## Task brief
Within this listing, how many lines carry the string "scale"? State the number only.

#####

impl PortfolioAnalyzer {
    pub fn new(
        positions: Option<Arc<dyn PositionSource>>,
        transfers: TransferProvider,
        prices: Arc<dyn PriceSource>,
        config: AnalyzerConfig,
    ) -> Self {
        Self {
            positions,
            transfers,
            prices,
            config,
        }
    }

    /// Analyze a wallet's complete portfolio
    ///
    /// Best-effort: an unreachable authoritative source falls back to
    /// transfer-based reconstruction, and partial enrichment failures
    /// degrade to holdings without acquisition metadata.
    pub async fn analyze_portfolio(&self, address: &str) -> Result<PortfolioSnapshot> {
        info!(address = %address, "Analyzing portfolio");

        let mut reconciled = match &self.positions {
            Some(source) => match self.authoritative_positions(source.as_ref(), address).await {
                Ok(positions) => positions,
                Err(e) if e.is_recoverable() => {
                    warn!(address = %address, error = %e, "Authoritative source failed, falling back to transfer history");
                    self.fallback_positions(address).await
                }
                Err(e) => return Err(e),
            },
            None => self.fallback_positions(address).await,
        };

        // Holding-period enrichment runs on both paths
        self.enrich_with_acquisitions(address, &mut reconciled.tokens, &mut reconciled.nfts)
            .await;

        let snapshot = PortfolioSnapshot::new(
            address,
            reconciled.eth_balance,
            reconciled.eth_value_usd,
            reconciled.tokens,
            reconciled.nfts,
        );

        info!(
            address = %address,
            total_value_usd = %format!("{:.2}", snapshot.total_value_usd),
            tokens = snapshot.token_holdings.len(),
            nfts = snapshot.nft_holdings.len(),
            "Portfolio reconciled"
        );

        Ok(snapshot)
    }

    /// Authoritative path: consume value-priced positions directly
    async fn authoritative_positions(
        &self,
        source: &dyn PositionSource,
        address: &str,
    ) -> Result<ReconciledPositions> {
        let mut tokens = Vec::new();
        let mut eth_balance = 0.0;
        let mut eth_value_usd = 0.0;

        for position in source.fetch_positions(address).await? {
            // Ingest-stage dust filter, independent of the $5 display threshold
            if position.value_usd < self.config.min_position_value_usd {
                continue;
            }

            let is_native = position.contract_address.is_none()
                && position.symbol.eq_ignore_ascii_case(&self.config.native_symbol);

            if is_native {
                eth_balance += position.balance;
                eth_value_usd += position.value_usd;
                continue;
            }

            let contract = match position.contract_address {
                Some(contract) if position.balance > 0.0 => contract.to_lowercase(),
                _ => continue,
            };

            tokens.push(TokenHolding::new(
                contract,
                position.symbol,
                position.balance,
                position.decimals,
                position.price_usd,
                position.value_usd,
            ));
        }

        // NFT collections are independent of fungible positions; a failure
        // here yields partial holdings rather than an error.
        let nfts = match source.fetch_nft_collections(address).await {
            Ok(collections) => collections
                .into_iter()
                .filter(|c| {
                    c.nft_count > 0 && c.total_floor_price_usd >= self.config.min_position_value_usd
                })
                .map(|c| {
                    let floor_per_nft = c.total_floor_price_usd / c.nft_count as f64;
                    NFTHolding::collection(
                        c.collection_id,
                        c.collection_name,
                        c.total_floor_price_usd,
                        floor_per_nft,
                        c.nft_count,
                    )
                })
                .collect(),
            Err(e) => {
                warn!(address = %address, error = %e, "NFT collection fetch failed, continuing without NFTs");
                Vec::new()
            }
        };

        Ok(ReconciledPositions {
            tokens,
            nfts,
            eth_balance,
            eth_value_usd,
        })
    }

    /// Fallback path: rebuild balances from transfer history and price
    /// them through the batched price source
    async fn fallback_positions(&self, address: &str) -> ReconciledPositions {
        let tokens = self.tokens_from_transfers(address).await;
        let nfts = self.nfts_from_transfers(address).await;

        let eth_balance = match self.transfers.fetch_native_balance(address).await {
            Ok(balance) => balance,
            Err(e) => {
                warn!(address = %address, error = %e, "Native balance fetch failed, defaulting to zero");
                0.0
            }
        };
        let eth_price = match self.prices.native_price().await {
            Ok(price) => price,
            Err(e) => {
                warn!(error = %e, "Native price fetch failed, defaulting to zero");
                0.0
            }
        };

        ReconciledPositions {
            tokens,
            nfts,
            eth_balance,
            eth_value_usd: eth_balance * eth_price,
        }
    }

    async fn tokens_from_transfers(&self, address: &str) -> Vec<TokenHolding> {
        let records = match self
            .transfers
            .fetch_transfers(address, TokenStandard::Erc20)
            .await
        {
            Ok(records) => records,
            Err(e) => {
                warn!(address = %address, error = %e, "ERC-20 transfer fetch failed");
                return Vec::new();
            }
        };

        let mut holdings = Vec::new();
        for (contract, transfers) in group_by_contract(&records) {
            let summary = reduce_transfers(address, &transfers, TokenStandard::Erc20);
            if summary.current_balance <= 0.0 {
                continue;
            }
            // Explorer values are base units; scale to whole tokens
            // before pricing
            let balance =
                summary.current_balance / 10f64.powi(FALLBACK_TOKEN_DECIMALS as i32);
            let symbol = format!("TOKEN-{}", contract_prefix(&contract));
            holdings.push(TokenHolding::new(
                contract,
                symbol,
                balance,
                FALLBACK_TOKEN_DECIMALS,
                0.0,
                0.0,
            ));
        }

        // Prices are fetched in one batch, not per asset
        let contracts: Vec<String> = holdings.iter().map(|h| h.contract_address.clone()).collect();
        if !contracts.is_empty() {
            match self.prices.fetch_prices(&contracts).await {
                Ok(prices) => {
                    for holding in &mut holdings {
                        let price = prices
                            .get(&holding.contract_address)
                            .copied()
                            .unwrap_or(0.0);
                        holding.price_usd = price;
                        holding.value_usd = holding.balance * price;
                    }
                }
                Err(e) => {
                    warn!(error = %e, "Batch price fetch failed, holdings stay unpriced");
                }
            }
        }

        debug!(address = %address, count = holdings.len(), "Reconstructed token holdings from transfers");
        holdings
    }

    async fn nfts_from_transfers(&self, address: &str) -> Vec<NFTHolding> {
        let records = match self
            .transfers
            .fetch_transfers(address, TokenStandard::Erc721)
            .await
        {
            Ok(records) => records,
            Err(e) => {
                warn!(address = %address, error = %e, "ERC-721 transfer fetch failed");
                return Vec::new();
            }
        };

        let mut holdings = Vec::new();
        for ((contract, token_id), transfers) in group_by_token(&records) {
            // Still held only if the latest transfer moved it inbound
            let latest = transfers.iter().max_by_key(|t| t.timestamp);
            let held = latest.map(|t| t.is_inbound(address)).unwrap_or(false);
            if !held {
                continue;
            }
            let name = format!("Collection-{}", contract_prefix(&contract));
            holdings.push(NFTHolding::single(contract, token_id, name));
        }

        debug!(address = %address, count = holdings.len(), "Reconstructed NFT holdings from transfers");
        holdings
    }

    /// Attach acquisition metadata from the transfer ledger to every
    /// holding. Errors degrade to warn-and-continue; holdings keep their
    /// balances even when history is unavailable.
    async fn enrich_with_acquisitions(
        &self,
        address: &str,
        tokens: &mut [TokenHolding],
        nfts: &mut [NFTHolding],
    ) {
        if let Err(e) = self.enrich_token_holdings(address, tokens).await {
            warn!(address = %address, error = %e, "ERC-20 enrichment failed");
        }
        if let Err(e) = self.enrich_nft_holdings(address, nfts).await {
            warn!(address = %address, error = %e, "ERC-721 enrichment failed");
        }
        if let Err(e) = self.enrich_erc1155_holdings(address, nfts).await {
            warn!(address = %address, error = %e, "ERC-1155 enrichment failed");
        }
    }

    async fn enrich_token_holdings(&self, address: &str, tokens: &mut [TokenHolding]) -> Result<()> {
        if tokens.is_empty() {
            return Ok(());
        }

        let records = self
            .transfers
            .fetch_transfers(address, TokenStandard::Erc20)
            .await?;
        let grouped = group_by_contract(&records);

        for holding in tokens {
            let Some(transfers) = grouped.get(&holding.contract_address.to_lowercase()) else {
                continue;
            };
            let summary = reduce_transfers(address, transfers, TokenStandard::Erc20);

            // Ledger sums are base units; scale them to the holding's
            // decimals so they compare against its balance
            let scale = 10f64.powi(holding.decimals as i32);

            holding.acquisition_date = summary.first_acquisition;
            holding.last_activity_date = summary.last_activity;
            holding.holding_period_days = summary.holding_period_days;
            holding.total_acquired = summary.total_acquired / scale;
            holding.total_sold = summary.total_sold / scale;
            holding.acquisition_transactions = summary.acquisition_count;
            holding.sale_transactions = summary.sale_count;

            debug!(
                symbol = %holding.symbol,
                holding_period_days = holding.holding_period_days,
                "Enriched token holding"
            );
        }

        Ok(())
    }

    async fn enrich_nft_holdings(&self, address: &str, nfts: &mut [NFTHolding]) -> Result<()> {
        if nfts.is_empty() {
            return Ok(());
        }

        let records = self
            .transfers
            .fetch_transfers(address, TokenStandard::Erc721)
            .await?;
        let by_token = group_by_token(&records);
        let by_contract = group_by_contract(&records);

        for holding in nfts {
            let contract = holding.contract_address.to_lowercase();

            match &holding.token_id {
                Some(token_id) => {
                    let key = (contract, token_id.clone());
                    if let Some(transfers) = by_token.get(&key) {
                        let summary = reduce_transfers(address, transfers, TokenStandard::Erc721);
                        holding.acquisition_date = summary.first_acquisition;
                        holding.holding_period_days = summary.holding_period_days;
                    }
                }
                None => {
                    // Collection aggregate: earliest inbound transfer across
                    // the whole collection dates the entire unit
                    let Some(transfers) = by_contract.get(&contract) else {
                        continue;
                    };
                    let earliest_inbound = transfers
                        .iter()
                        .filter(|t| t.is_inbound(address))
                        .min_by_key(|t| t.timestamp);
                    if let Some(acquired) = earliest_inbound.and_then(|t| t.datetime()) {
                        holding.acquisition_date = Some(acquired);
                        holding.holding_period_days = (Utc::now() - acquired).num_days().max(0);
                        debug!(
                            collection = %holding.collection_name,
                            holding_period_days = holding.holding_period_days,
                            "Enriched NFT collection"
                        );
                    }
                }
            }
        }

        Ok(())
    }

    async fn enrich_erc1155_holdings(&self, address: &str, nfts: &mut [NFTHolding]) -> Result<()> {
        if nfts.is_empty() {
            return Ok(());
        }

        let records = self
            .transfers
            .fetch_transfers(address, TokenStandard::Erc1155)
            .await?;
        if records.is_empty() {
            return Ok(());
        }

        let grouped = group_by_token(&records);
        let mut summaries: HashMap<(String, String), _> = HashMap::new();
        for ((contract, token_id), transfers) in &grouped {
            // Only tokens whose latest movement was inbound are still held
            let latest = transfers.iter().max_by_key(|t| t.timestamp);
            if latest.map(|t| t.is_inbound(address)).unwrap_or(false) {
                summaries.insert(
                    (contract.clone(), token_id.clone()),
                    reduce_transfers(address, transfers, TokenStandard::Erc1155),
                );
            }
        }

        for holding in nfts {
            let Some(token_id) = holding.token_id.clone() else {
                continue;
            };
            let key = (holding.contract_address.to_lowercase(), token_id);
            if let Some(summary) = summaries.get(&key) {
                if holding.acquisition_date.is_none() {
                    holding.acquisition_date = summary.first_acquisition;
                    holding.holding_period_days = summary.holding_period_days;
                }
            }
        }

        Ok(())
    }
}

#####

## Answer space
5